## About this exercise
Return only the lines running from the first line of the listing through the one with "use crate::core::monitor::MonitorProperty;", unchanged.

## Dataset extract
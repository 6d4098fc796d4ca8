//! The layer contract and the handle layers use to reach their neighbours.

use std::sync::Arc;

use parking_lot::Mutex;
use tokio::sync::mpsc;
use tokenweave_types::{Activity, PortSpec};

use crate::core::events::{
    Completion, DispatchOutput, ErrorEvent, Job, JobQueueEvent, JobQueueHandle, ResultEvent,
};
use crate::core::monitor::MonitorProperty;
use crate::core::process_map::ProcessStateMap;
use crate::error::{DispatchError, DispatchResult};

/// Identity and declared outputs of the processor a stack belongs to.
#[derive(Debug, Clone, PartialEq, Eq)]
pub struct ProcessorSpec {
    pub name: String,
    pub outputs: Vec<PortSpec>,
}

impl ProcessorSpec {
    pub fn new(name: impl Into<String>, outputs: Vec<PortSpec>) -> Self {
        Self {
            name: name.into(),
            outputs,
        }
    }

    /// A processor named after `activity`, exposing its output ports.
    pub fn for_activity(activity: &dyn Activity) -> Self {
        Self::new(activity.name(), activity.output_ports().to_vec())
    }
}

/// A stage of a dispatch stack.
///
/// Jobs and job queues travel down from the top layer; results, completions
/// and errors travel up from the bottom. Every default forwards the event to
/// the next layer in its direction of travel, so a layer only overrides what
/// it changes.
pub trait DispatchLayer: Send + Sync {
    fn name(&self) -> &str;

    fn receive_job_queue(&self, ctx: &LayerContext, event: JobQueueEvent) -> DispatchResult<()> {
        ctx.push_down_queue(event)
    }

    /// Called when an event was appended to a queue previously announced
    /// through [`DispatchLayer::receive_job_queue`].
    fn event_added(&self, ctx: &LayerContext, owning_process: &str) -> DispatchResult<()> {
        ctx.notify_below(owning_process)
    }

    fn receive_job(&self, ctx: &LayerContext, job: Job) -> DispatchResult<()> {
        ctx.push_down_job(job)
    }

    fn receive_result(&self, ctx: &LayerContext, result: ResultEvent) -> DispatchResult<()> {
        ctx.push_up_result(result)
    }

    fn receive_result_completion(
        &self,
        ctx: &LayerContext,
        completion: Completion,
    ) -> DispatchResult<()> {
        ctx.push_up_completion(completion)
    }

    fn receive_error(&self, ctx: &LayerContext, error: ErrorEvent) -> DispatchResult<()> {
        ctx.push_up_error(error)
    }

    /// Schedules release of all state held for `owning_process`.
    fn finished_with(&self, _owning_process: &str) {}

    fn monitor_properties(&self, _owning_process: &str) -> Vec<MonitorProperty> {
        Vec::new()
    }
}

pub(crate) struct StackInner {
    pub(crate) processor: ProcessorSpec,
    pub(crate) layers: Vec<Arc<dyn DispatchLayer>>,
    pub(crate) activities: Vec<Arc<dyn Activity>>,
    pub(crate) output: mpsc::UnboundedSender<DispatchOutput>,
    pub(crate) queues: ProcessStateMap<Mutex<Option<JobQueueHandle>>>,
}

/// Position of one layer within its stack.
///
/// Cheap to clone; spawned tasks keep a clone to deliver events once their
/// asynchronous work completes.
#[derive(Clone)]
pub struct LayerContext {
    stack: Arc<StackInner>,
    position: usize,
}

impl LayerContext {
    pub(crate) fn new(stack: Arc<StackInner>, position: usize) -> Self {
        Self { stack, position }
    }

    pub fn position(&self) -> usize {
        self.position
    }

    pub fn processor(&self) -> &ProcessorSpec {
        &self.stack.processor
    }

    pub fn activities(&self) -> &[Arc<dyn Activity>] {
        &self.stack.activities
    }

    fn layer_name(&self) -> String {
        self.stack
            .layers
            .get(self.position)
            .map(|layer| layer.name().to_string())
            .unwrap_or_else(|| "stack".to_string())
    }

    fn below(&self) -> DispatchResult<(&Arc<dyn DispatchLayer>, LayerContext)> {
        let position = self.position + 1;
        match self.stack.layers.get(position) {
            Some(layer) => Ok((layer, LayerContext::new(self.stack.clone(), position))),
            None => Err(DispatchError::NoLayerBelow {
                layer: self.layer_name(),
            }),
        }
    }

    fn above(&self) -> Option<(&Arc<dyn DispatchLayer>, LayerContext)> {
        let position = self.position.checked_sub(1)?;
        let layer = self.stack.layers.get(position)?;
        Some((layer, LayerContext::new(self.stack.clone(), position)))
    }

    pub fn push_down_job(&self, job: Job) -> DispatchResult<()> {
        let (layer, ctx) = self.below()?;
        layer.receive_job(&ctx, job)
    }

    pub fn push_down_queue(&self, event: JobQueueEvent) -> DispatchResult<()> {
        let (layer, ctx) = self.below()?;
        layer.receive_job_queue(&ctx, event)
    }

    pub fn notify_below(&self, owning_process: &str) -> DispatchResult<()> {
        let (layer, ctx) = self.below()?;
        layer.event_added(&ctx, owning_process)
    }

    pub fn push_up_result(&self, result: ResultEvent) -> DispatchResult<()> {
        match self.above() {
            Some((layer, ctx)) => layer.receive_result(&ctx, result),
            None => self.emit(DispatchOutput::Result(result)),
        }
    }

    pub fn push_up_completion(&self, completion: Completion) -> DispatchResult<()> {
        match self.above() {
            Some((layer, ctx)) => layer.receive_result_completion(&ctx, completion),
            None => self.emit(DispatchOutput::Completion(completion)),
        }
    }

    pub fn push_up_error(&self, error: ErrorEvent) -> DispatchResult<()> {
        match self.above() {
            Some((layer, ctx)) => layer.receive_error(&ctx, error),
            None => self.emit(DispatchOutput::Error(error)),
        }
    }

    fn emit(&self, output: DispatchOutput) -> DispatchResult<()> {
        tracing::debug!(
            processor = %self.stack.processor.name,
            owning_process = %output.owning_process(),
            index = %output.index(),
            "dispatch stack output"
        );
        if self.stack.output.send(output).is_err() {
            tracing::debug!(
                processor = %self.stack.processor.name,
                "dispatch output receiver dropped"
            );
        }
        Ok(())
    }
}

## The completed task
repository 6d4098fc796d4ca8
//! The layer contract and the handle layers use to reach their neighbours.

use std::sync::Arc;

use parking_lot::Mutex;
use tokio::sync::mpsc;
use tokenweave_types::{Activity, PortSpec};

use crate::core::events::{
    Completion, DispatchOutput, ErrorEvent, Job, JobQueueEvent, JobQueueHandle, ResultEvent,
};
use crate::core::monitor::MonitorProperty;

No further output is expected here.